- Born: September 21, 1974 (age 51) Otjiwarongo
- Occupations: Legislator and registered nurse
- Title: Honorable
- Political party: Swapo Party of Namibia
- Website: parliament.na

= Juliet Kavetuna =

Namibian politician

Juliet Kavetuna (born 21 August 1974 at Otjiwarongo in Otjozondjupa Region) is a Namibian politician and a legislator serving since 2008 in National Assembly. She is a former deputy minister of Health and Social Services, a former minister of Youth, National Service, Sport and Culture and a former secretary general of the National Youth Council of Namibia

== Early life and education ==
Kavetuna started her early education in the 80s at Spes Bona Primary School from 1980 to1987. In 1991–1994 she matriculated at Okakarara Senior Secondary School. Kavetuna is a holder of the following qualifications; diploma in Comprehensive Nursing Science, postgraduate diploma specialising in gender and development studies as well as a master's degree in gender.

== Early career ==
At the early stage of her career from 1994 to 1995 Kavetuna worked as receptionist at Cash Trader Wholesalers. In 1996 to 2001 she was appointed to serve as regional development planner for the food for work program. Kavetuna started her nursing profession as a registered nurse at the Roman Catholic Hospital in 2005, in the same year she was also appointed as a head of community development at the Otjiwarongo Municipality. As from 2006 t0 2008 she became a secretary general of the National Youth Council of Namibia.

== Political career ==
In April 2008 Kavetuna make her first entry to parliament to replace then minister John Alphons Pandeni of the Regional, Local Government and Housing and Rural Development after his sudden death. Kavetuna was at position 65 on the list of the Swapo Party's parliamentary list that made her an immediate replacer.

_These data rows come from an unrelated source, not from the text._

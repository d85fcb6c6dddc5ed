use crate::llm::client::LLMClient;
use crate::llm::prompt;
use crate::types::{Message, Result, WeatherReport};
use std::sync::Arc;

/// Packages the system prompt, history and optional forecast into one
/// completion request.
#[derive(Clone)]
pub struct CompletionGateway {
    client: Arc<dyn LLMClient>,
    system_prompt: String,
}

impl CompletionGateway {
    pub fn new(client: Arc<dyn LLMClient>, system_prompt: impl Into<String>) -> Self {
        Self {
            client,
            system_prompt: system_prompt.into(),
        }
    }

    pub async fn reply(
        &self,
        history: &[Message],
        weather: Option<&WeatherReport>,
    ) -> Result<String> {
        let messages = prompt::build_messages(&self.system_prompt, history, weather);
        tracing::debug!(
            model = self.client.model_name(),
            turns = messages.len(),
            "Requesting completion"
        );
        self.client.generate_with_history(&messages).await
    }

    pub fn model_name(&self) -> &str {
        self.client.model_name()
    }
}

#[cfg(test)]
mod tests {
    use super::*;
    use crate::types::AppError;
    use async_trait::async_trait;
    use parking_lot::Mutex;

    #[derive(Default)]
    struct RecordingClient {
        seen: Mutex<Vec<Message>>,
        fail: bool,
    }

    #[async_trait]
    impl LLMClient for RecordingClient {
        async fn generate_with_history(&self, messages: &[Message]) -> Result<String> {
            *self.seen.lock() = messages.to_vec();
            if self.fail {
                return Err(AppError::Upstream("boom".to_string()));
            }
            Ok("reply".to_string())
        }

        fn model_name(&self) -> &str {
            "recording"
        }
    }

    #[tokio::test]
    async fn test_reply_prepends_system_prompt() {
        let client = Arc::new(RecordingClient::default());
        let gateway = CompletionGateway::new(client.clone(), "Be kind.");

        let reply = gateway.reply(&[Message::user("hello")], None).await.unwrap();
        assert_eq!(reply, "reply");

        let seen = client.seen.lock().clone();
        assert_eq!(seen, vec![Message::system("Be kind."), Message::user("hello")]);
    }

    #[tokio::test]
    async fn test_reply_surfaces_upstream_error() {
        let client = Arc::new(RecordingClient {
            fail: true,
            ..Default::default()
        });
        let gateway = CompletionGateway::new(client, "Be kind.");

        let err = gateway.reply(&[], None).await.unwrap_err();
        assert!(matches!(err, AppError::Upstream(_)));
    }
}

In 2012 during the previous administration of president Hifikepunye Pohamba reshuffle, Kavetuna was appointed as deputy minister of Youth National Service, Sport and Culture until in 2015. In the current administration of President Hage Geingob, as from March 2015 to February 2020 Kavetuna was appointed to serve as a deputy minister of Health and Social Service. After the cabinet reshuffle in 2020, Kavetuna became an ordinary member of the National Assembly as one of the Swapo Party backbencher.